For a challenger energy drink: the real competition isn't only other energy drinks - it's coffee, the office kitchen, and the belief that you don't need a drink at all. Framing the fight that wide changes the whole Key.
'We compete in the premium beverage segment.' A segment is not a competitor. If you can't name the specific brand a customer would buy instead of you, you haven't done this section - you've drawn a market map and called it strategy.
3. Target
Who exactly is this for - and, more usefully, who is it pointedly not for?
A specific consumer, drawn tightly enough to exclude people.

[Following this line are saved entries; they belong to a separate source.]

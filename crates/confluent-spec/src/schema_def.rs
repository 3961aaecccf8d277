use std::sync::LazyLock;

use jsonschema::Validator;
use schemars::schema_for;

use crate::types::source::SourceDocument;

static SOURCE_VALIDATOR: LazyLock<Validator> = LazyLock::new(|| {
    Validator::new(&generate_source_schema()).expect("generated source schema should compile")
});

/// Generate a JSON Schema for definition sources.
pub fn generate_source_schema() -> serde_json::Value {
    serde_json::to_value(schema_for!(SourceDocument)).expect("schema serialization should not fail")
}

/// Validate a definition source (converted to JSON) against the source schema.
///
/// Each violation is reported as `<path>: <message>`, with `$` standing for
/// the document root.
pub fn validate_source(value: &serde_json::Value) -> Vec<String> {
    SOURCE_VALIDATOR
        .iter_errors(value)
        .map(|err| {
            let instance_path = err.instance_path.as_str();
            let path = if instance_path.is_empty() {
                "$".to_string()
            } else {
                format!("${instance_path}")
            };
            format!("{path}: {err}")
        })
        .collect()
}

The Brand Key wants attitude and behaviour, not just age and income - the person's mindset at the moment they'd reach for you. A target you can picture in a room beats a demographic you can only put in a pie chart.
'The 17-year-old boy who is terrified of talking to girls and believes the right product might fix that.' Anxious, hopeful, specific. You can write a whole campaign to that boy and never get lost.
'Adults 18-45, ABC1, urban.' That's a media-buying spec, not a target. It describes a third of the country and inspires nothing. If the target doesn't exclude anyone, it isn't a target - it's a census.
4. Consumer insight
What deep, slightly uncomfortable truth about this person's life can the brand legitimately speak to?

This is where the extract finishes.